◆ **Exercise requirements**
Nothing outside the range below should be printed. Output exactly the lines from the line with "filename access-service/src/config/mod.rs" to the line with "let is_prod = environment", both included.

──────── Material for this exercise ────────

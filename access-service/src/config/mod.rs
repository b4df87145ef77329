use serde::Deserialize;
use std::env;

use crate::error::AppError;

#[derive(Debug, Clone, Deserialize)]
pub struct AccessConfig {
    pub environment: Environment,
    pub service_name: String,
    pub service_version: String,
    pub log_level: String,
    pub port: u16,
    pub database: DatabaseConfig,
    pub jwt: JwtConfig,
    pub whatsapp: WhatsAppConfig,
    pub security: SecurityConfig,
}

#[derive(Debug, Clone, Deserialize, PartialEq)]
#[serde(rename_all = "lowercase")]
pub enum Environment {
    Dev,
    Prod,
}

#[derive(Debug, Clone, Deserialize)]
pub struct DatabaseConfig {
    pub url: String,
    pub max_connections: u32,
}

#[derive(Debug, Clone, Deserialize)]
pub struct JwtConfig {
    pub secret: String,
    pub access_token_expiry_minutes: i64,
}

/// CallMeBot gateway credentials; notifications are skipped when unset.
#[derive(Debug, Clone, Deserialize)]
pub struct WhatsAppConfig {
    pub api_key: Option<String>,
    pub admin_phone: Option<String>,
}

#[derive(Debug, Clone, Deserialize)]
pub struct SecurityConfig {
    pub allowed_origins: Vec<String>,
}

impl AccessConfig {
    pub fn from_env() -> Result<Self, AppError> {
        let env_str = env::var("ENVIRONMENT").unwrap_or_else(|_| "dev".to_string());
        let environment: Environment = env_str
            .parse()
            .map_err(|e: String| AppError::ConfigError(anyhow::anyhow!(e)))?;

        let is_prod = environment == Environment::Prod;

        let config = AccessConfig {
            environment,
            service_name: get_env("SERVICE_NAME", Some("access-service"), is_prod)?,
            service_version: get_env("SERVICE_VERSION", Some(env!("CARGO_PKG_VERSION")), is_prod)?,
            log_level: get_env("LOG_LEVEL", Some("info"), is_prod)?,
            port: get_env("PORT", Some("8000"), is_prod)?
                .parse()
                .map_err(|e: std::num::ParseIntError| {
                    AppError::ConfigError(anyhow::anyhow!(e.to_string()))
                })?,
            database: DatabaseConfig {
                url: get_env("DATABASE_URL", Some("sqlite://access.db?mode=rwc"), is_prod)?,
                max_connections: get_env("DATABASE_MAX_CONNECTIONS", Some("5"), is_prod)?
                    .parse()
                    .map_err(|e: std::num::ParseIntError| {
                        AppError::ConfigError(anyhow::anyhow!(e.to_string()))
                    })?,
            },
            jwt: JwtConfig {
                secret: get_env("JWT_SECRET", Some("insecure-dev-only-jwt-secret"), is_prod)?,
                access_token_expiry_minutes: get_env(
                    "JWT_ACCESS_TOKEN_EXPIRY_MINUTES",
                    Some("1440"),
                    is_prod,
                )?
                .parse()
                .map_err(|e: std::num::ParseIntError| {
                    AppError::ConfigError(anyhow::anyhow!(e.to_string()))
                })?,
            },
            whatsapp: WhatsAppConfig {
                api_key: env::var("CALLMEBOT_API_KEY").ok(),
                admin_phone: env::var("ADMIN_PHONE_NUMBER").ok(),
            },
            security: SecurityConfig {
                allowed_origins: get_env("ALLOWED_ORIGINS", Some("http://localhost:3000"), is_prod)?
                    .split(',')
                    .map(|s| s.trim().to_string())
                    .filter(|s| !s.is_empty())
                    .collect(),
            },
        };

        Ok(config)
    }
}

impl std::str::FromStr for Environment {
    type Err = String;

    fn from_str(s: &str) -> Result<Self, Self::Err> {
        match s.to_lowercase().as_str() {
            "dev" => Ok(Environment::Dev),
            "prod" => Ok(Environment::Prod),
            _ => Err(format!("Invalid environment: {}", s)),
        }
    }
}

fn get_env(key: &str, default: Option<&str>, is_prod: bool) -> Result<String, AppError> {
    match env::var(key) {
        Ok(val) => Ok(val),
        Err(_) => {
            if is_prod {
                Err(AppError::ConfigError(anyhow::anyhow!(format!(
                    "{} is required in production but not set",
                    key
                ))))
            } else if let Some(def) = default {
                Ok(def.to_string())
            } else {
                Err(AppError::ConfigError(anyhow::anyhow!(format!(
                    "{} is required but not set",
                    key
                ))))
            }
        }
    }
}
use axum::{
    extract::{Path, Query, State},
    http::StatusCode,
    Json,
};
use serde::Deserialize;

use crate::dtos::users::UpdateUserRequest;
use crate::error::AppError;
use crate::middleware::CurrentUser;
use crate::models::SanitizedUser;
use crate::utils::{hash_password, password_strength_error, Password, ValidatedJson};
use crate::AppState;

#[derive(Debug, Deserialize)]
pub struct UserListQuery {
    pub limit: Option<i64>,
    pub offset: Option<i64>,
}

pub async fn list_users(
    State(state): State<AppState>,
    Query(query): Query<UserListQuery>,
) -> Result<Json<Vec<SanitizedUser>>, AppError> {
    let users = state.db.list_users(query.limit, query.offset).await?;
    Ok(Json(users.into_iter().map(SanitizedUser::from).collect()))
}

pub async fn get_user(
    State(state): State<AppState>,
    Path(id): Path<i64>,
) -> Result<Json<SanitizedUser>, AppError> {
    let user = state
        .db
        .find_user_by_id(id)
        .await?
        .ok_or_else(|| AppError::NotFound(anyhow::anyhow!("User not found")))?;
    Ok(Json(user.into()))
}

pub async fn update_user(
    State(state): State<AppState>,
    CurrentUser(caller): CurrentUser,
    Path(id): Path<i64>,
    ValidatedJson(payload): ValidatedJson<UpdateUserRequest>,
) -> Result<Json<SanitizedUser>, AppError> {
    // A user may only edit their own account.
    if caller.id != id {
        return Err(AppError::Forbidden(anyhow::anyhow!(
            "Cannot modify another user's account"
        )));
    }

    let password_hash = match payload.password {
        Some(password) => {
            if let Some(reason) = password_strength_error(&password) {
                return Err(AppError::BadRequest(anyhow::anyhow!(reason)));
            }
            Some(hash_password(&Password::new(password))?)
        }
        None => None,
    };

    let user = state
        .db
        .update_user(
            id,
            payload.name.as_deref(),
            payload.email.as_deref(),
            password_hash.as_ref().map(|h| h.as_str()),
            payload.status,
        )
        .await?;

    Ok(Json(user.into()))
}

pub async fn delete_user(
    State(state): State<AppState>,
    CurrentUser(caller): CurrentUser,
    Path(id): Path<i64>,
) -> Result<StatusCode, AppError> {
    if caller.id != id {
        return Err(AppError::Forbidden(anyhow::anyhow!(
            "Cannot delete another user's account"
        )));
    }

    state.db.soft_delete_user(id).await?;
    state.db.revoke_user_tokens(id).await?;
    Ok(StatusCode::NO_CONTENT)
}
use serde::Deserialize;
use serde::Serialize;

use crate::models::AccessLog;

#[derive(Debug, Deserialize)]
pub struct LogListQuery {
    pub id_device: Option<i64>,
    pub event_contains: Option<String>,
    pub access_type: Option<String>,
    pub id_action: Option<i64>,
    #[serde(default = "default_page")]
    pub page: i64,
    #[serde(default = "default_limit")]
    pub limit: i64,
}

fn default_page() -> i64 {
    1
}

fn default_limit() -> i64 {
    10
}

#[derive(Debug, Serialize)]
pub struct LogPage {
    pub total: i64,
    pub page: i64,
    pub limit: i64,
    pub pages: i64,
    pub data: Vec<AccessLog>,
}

────────
──────── Material for this exercise ────────

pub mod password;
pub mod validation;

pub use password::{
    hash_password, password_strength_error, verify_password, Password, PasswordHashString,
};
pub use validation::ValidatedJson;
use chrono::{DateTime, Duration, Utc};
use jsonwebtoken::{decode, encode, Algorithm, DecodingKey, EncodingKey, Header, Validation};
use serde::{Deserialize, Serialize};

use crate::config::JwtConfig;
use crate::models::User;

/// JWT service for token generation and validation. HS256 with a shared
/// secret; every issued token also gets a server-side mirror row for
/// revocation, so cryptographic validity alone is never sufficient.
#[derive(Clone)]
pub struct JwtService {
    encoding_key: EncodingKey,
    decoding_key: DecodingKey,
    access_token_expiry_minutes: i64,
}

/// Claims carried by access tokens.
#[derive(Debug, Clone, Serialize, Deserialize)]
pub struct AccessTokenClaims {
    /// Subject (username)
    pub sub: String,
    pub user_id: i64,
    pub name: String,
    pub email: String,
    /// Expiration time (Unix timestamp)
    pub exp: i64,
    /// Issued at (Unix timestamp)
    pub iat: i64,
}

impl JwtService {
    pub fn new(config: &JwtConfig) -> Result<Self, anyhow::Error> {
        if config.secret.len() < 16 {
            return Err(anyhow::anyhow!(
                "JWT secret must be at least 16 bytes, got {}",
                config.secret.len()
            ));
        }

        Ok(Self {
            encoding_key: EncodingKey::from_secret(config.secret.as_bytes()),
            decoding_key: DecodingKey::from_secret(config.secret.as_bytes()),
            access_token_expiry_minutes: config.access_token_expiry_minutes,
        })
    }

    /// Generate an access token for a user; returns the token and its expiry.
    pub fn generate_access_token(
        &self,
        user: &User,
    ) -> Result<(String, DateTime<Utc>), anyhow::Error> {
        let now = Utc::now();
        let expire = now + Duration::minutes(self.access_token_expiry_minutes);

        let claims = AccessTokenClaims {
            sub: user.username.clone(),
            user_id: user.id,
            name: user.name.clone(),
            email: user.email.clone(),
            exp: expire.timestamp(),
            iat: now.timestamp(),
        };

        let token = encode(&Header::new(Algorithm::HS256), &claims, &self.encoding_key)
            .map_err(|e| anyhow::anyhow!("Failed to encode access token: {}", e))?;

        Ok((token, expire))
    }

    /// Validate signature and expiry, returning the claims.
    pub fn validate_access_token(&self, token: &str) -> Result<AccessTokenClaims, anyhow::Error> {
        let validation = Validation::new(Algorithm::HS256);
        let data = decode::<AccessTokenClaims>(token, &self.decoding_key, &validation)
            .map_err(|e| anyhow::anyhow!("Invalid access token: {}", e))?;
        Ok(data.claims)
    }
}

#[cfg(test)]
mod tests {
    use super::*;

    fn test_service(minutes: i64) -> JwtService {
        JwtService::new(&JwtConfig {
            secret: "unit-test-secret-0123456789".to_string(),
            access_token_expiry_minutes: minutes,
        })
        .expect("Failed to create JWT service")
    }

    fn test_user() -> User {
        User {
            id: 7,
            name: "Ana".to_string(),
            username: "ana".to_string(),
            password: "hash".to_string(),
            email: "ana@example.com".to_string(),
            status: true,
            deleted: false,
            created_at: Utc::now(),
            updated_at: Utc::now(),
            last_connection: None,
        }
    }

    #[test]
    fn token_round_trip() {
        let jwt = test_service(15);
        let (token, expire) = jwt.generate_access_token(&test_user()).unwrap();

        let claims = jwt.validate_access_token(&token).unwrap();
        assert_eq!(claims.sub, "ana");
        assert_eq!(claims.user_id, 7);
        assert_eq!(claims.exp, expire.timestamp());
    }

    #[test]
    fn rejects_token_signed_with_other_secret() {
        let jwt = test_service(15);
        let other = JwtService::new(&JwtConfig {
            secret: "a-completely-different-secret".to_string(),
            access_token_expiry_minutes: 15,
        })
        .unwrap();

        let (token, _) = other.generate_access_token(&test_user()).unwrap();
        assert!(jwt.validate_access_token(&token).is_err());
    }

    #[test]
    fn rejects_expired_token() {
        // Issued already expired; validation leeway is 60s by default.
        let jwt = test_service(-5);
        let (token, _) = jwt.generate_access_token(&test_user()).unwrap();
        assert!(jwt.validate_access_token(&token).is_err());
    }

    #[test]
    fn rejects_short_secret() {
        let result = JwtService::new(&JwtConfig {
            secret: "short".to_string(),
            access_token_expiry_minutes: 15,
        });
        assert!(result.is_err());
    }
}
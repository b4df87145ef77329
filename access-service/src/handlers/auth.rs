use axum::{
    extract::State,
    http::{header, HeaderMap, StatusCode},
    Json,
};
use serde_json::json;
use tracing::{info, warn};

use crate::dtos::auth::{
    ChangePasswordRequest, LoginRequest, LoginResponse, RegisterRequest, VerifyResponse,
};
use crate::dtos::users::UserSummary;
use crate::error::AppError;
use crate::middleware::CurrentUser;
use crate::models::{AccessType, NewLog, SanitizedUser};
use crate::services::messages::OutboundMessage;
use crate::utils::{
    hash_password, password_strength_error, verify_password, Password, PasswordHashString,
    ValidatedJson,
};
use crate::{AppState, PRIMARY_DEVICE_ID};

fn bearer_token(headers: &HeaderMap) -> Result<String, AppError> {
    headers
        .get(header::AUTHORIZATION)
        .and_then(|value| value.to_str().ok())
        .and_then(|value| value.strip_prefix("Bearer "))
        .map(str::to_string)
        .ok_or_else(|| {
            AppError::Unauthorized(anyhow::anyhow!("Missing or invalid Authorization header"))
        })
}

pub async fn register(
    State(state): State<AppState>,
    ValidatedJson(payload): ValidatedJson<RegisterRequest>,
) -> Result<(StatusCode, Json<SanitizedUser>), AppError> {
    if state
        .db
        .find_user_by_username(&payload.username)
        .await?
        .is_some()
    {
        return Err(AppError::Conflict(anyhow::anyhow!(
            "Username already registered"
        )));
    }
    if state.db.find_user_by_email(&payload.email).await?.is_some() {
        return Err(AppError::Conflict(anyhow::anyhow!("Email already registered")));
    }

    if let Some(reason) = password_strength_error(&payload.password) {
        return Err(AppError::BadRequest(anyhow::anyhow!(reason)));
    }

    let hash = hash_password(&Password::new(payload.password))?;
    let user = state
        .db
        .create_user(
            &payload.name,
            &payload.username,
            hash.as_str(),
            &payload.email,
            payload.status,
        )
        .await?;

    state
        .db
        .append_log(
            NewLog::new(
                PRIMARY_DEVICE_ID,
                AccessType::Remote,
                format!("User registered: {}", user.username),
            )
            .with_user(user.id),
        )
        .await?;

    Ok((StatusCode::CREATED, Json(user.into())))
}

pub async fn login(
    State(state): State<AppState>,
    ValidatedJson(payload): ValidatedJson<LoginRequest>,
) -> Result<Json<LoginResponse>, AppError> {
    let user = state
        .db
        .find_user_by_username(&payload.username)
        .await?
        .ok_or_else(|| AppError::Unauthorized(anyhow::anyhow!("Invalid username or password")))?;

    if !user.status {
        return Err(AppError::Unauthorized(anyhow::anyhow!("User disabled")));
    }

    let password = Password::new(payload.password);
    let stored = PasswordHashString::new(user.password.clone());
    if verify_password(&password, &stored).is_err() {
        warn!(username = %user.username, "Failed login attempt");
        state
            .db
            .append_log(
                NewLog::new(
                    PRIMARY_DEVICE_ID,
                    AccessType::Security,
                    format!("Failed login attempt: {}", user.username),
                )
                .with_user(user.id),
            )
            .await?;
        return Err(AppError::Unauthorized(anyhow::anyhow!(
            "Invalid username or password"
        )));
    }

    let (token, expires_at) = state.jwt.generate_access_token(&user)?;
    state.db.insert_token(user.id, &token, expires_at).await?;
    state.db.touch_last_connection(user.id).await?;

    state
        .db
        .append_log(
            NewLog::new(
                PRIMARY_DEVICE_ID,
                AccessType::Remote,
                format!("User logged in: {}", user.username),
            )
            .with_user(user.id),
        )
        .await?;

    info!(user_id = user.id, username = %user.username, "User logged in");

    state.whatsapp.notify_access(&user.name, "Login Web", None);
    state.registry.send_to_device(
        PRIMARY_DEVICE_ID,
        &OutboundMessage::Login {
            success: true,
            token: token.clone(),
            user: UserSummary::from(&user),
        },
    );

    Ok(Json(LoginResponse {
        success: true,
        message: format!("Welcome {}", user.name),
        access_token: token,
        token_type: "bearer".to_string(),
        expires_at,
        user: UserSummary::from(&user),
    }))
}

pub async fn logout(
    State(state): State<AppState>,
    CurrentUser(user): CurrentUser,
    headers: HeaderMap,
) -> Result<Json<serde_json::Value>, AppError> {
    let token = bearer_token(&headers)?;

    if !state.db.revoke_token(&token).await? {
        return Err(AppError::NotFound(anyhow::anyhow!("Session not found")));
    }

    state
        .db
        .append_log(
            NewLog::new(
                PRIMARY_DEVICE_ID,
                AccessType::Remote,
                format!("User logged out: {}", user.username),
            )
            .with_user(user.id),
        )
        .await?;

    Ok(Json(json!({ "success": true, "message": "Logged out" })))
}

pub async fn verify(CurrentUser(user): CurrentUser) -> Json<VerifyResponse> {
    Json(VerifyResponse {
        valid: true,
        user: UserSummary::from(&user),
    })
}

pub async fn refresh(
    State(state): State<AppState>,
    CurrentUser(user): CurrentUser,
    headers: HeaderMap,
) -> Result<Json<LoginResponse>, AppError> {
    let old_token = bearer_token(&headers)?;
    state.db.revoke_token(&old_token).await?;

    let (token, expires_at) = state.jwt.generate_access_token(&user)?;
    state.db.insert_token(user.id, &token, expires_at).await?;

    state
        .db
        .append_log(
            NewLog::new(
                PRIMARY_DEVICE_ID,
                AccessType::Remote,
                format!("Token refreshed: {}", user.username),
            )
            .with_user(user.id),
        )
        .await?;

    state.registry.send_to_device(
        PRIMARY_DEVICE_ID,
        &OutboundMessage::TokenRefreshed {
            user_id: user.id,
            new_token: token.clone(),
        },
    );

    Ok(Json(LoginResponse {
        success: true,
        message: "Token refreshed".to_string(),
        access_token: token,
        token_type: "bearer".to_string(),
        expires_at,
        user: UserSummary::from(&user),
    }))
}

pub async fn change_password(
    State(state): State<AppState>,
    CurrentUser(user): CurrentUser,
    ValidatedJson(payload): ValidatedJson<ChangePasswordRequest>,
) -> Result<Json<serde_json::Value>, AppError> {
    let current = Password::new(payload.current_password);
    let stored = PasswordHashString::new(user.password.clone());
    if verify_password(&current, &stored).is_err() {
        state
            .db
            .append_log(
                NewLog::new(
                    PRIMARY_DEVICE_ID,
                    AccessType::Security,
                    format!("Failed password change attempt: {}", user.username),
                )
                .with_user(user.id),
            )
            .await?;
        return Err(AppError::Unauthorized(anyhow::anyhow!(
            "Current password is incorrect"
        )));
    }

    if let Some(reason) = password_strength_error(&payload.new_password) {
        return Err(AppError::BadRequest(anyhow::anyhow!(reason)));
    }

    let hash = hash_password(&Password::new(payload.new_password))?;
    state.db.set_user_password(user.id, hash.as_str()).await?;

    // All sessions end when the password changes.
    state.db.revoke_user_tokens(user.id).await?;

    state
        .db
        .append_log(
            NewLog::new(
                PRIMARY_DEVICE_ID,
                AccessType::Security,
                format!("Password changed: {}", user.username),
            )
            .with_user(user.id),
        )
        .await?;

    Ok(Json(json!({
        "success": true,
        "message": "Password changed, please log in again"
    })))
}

────────
──────── Material for this exercise ────────

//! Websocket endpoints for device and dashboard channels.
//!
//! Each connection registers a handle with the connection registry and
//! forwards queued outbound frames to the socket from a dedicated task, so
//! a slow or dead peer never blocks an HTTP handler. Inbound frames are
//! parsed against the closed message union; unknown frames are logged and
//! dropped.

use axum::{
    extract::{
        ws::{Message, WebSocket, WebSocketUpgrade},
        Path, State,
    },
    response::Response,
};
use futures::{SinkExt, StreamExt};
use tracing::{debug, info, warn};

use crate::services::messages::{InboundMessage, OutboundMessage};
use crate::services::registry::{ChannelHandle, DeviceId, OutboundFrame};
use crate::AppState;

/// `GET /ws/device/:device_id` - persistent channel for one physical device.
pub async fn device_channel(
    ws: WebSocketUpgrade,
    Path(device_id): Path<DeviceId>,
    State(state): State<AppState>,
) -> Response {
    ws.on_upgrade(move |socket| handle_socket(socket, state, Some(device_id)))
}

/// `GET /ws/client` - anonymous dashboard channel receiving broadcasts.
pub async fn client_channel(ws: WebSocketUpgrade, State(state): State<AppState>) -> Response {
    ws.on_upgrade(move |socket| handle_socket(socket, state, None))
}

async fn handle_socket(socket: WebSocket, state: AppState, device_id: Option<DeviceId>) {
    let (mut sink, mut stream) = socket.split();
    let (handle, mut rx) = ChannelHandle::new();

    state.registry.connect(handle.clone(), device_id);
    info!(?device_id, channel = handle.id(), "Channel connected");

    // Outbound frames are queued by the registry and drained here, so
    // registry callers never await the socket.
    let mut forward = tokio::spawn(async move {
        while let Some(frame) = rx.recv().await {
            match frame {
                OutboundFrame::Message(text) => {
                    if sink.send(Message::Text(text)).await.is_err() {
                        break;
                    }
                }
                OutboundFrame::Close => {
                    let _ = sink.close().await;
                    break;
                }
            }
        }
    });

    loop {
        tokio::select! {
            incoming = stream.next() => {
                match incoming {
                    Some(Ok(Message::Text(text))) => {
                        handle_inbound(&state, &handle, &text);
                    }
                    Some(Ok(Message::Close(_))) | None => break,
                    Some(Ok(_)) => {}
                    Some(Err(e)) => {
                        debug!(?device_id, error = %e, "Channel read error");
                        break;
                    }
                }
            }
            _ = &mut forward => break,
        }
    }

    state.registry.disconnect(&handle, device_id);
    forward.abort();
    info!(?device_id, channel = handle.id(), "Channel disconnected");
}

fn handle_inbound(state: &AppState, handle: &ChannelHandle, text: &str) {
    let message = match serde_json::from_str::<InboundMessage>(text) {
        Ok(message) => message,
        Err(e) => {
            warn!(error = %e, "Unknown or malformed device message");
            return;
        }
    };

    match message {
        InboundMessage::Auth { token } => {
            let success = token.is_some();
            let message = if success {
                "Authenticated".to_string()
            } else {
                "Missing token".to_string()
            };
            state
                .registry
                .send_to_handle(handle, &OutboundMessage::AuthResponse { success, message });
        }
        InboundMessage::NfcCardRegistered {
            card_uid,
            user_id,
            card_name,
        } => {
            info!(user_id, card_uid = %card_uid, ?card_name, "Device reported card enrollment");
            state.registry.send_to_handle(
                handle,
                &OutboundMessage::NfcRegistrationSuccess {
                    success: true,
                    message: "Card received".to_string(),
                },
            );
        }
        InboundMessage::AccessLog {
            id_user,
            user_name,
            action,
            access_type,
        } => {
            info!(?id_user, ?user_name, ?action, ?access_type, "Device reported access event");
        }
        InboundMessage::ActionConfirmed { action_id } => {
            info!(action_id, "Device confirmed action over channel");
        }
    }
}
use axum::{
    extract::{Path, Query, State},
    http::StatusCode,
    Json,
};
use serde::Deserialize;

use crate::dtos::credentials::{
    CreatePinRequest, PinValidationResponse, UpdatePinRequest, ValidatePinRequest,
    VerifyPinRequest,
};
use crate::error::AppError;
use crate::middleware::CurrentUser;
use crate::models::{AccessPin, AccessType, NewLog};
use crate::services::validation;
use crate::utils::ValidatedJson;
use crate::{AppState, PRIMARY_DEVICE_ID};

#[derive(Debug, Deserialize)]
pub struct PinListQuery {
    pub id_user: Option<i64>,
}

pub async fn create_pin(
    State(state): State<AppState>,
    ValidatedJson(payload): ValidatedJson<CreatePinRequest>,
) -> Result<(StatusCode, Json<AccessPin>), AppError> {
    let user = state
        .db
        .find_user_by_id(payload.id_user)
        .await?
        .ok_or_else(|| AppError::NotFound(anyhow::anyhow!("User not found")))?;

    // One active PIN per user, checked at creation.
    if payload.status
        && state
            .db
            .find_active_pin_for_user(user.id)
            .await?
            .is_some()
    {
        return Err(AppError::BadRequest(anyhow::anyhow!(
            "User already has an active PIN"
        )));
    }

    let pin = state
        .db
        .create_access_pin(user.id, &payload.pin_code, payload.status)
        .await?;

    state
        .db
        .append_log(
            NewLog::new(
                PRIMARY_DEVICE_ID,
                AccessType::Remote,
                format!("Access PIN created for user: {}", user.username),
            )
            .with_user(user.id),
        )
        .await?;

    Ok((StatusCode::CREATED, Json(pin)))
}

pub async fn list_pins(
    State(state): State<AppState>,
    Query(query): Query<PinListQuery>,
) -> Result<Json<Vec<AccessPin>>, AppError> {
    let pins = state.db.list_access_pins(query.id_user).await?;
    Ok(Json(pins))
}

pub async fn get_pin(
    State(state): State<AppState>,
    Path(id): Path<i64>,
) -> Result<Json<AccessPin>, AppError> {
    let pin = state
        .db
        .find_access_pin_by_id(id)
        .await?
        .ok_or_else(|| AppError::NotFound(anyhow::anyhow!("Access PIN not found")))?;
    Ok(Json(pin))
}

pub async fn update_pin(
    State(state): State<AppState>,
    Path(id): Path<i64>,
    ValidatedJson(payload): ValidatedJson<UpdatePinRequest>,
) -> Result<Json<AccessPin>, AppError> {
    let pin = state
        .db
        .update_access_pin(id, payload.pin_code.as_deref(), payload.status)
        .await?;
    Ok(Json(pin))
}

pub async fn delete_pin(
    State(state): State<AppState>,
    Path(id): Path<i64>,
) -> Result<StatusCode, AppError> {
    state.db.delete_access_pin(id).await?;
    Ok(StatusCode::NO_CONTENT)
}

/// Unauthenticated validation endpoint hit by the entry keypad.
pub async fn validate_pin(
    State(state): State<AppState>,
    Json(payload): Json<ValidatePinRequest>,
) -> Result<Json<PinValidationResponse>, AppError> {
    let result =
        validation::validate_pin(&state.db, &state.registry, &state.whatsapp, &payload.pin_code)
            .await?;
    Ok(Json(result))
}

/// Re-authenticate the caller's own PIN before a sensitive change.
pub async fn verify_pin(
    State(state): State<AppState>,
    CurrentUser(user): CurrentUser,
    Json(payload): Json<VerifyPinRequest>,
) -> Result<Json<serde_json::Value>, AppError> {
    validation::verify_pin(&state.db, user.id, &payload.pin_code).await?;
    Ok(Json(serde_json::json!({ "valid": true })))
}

────────

◆ **Solved problem**
filename access-service/src/config/mod.rs
repository b4df87145ef77329
use serde::Deserialize;
use std::env;

use crate::error::AppError;

#[derive(Debug, Clone, Deserialize)]
pub struct AccessConfig {
    pub environment: Environment,
    pub service_name: String,
    pub service_version: String,
    pub log_level: String,
    pub port: u16,
    pub database: DatabaseConfig,
    pub jwt: JwtConfig,
    pub whatsapp: WhatsAppConfig,
    pub security: SecurityConfig,
}

#[derive(Debug, Clone, Deserialize, PartialEq)]
#[serde(rename_all = "lowercase")]
pub enum Environment {
    Dev,
    Prod,
}

#[derive(Debug, Clone, Deserialize)]
pub struct DatabaseConfig {
    pub url: String,
    pub max_connections: u32,
}

#[derive(Debug, Clone, Deserialize)]
pub struct JwtConfig {
    pub secret: String,
    pub access_token_expiry_minutes: i64,
}

/// CallMeBot gateway credentials; notifications are skipped when unset.
#[derive(Debug, Clone, Deserialize)]
pub struct WhatsAppConfig {
    pub api_key: Option<String>,
    pub admin_phone: Option<String>,
}

#[derive(Debug, Clone, Deserialize)]
pub struct SecurityConfig {
    pub allowed_origins: Vec<String>,
}

impl AccessConfig {
    pub fn from_env() -> Result<Self, AppError> {
        let env_str = env::var("ENVIRONMENT").unwrap_or_else(|_| "dev".to_string());
        let environment: Environment = env_str
            .parse()
            .map_err(|e: String| AppError::ConfigError(anyhow::anyhow!(e)))?;

        let is_prod = environment == Environment::Prod;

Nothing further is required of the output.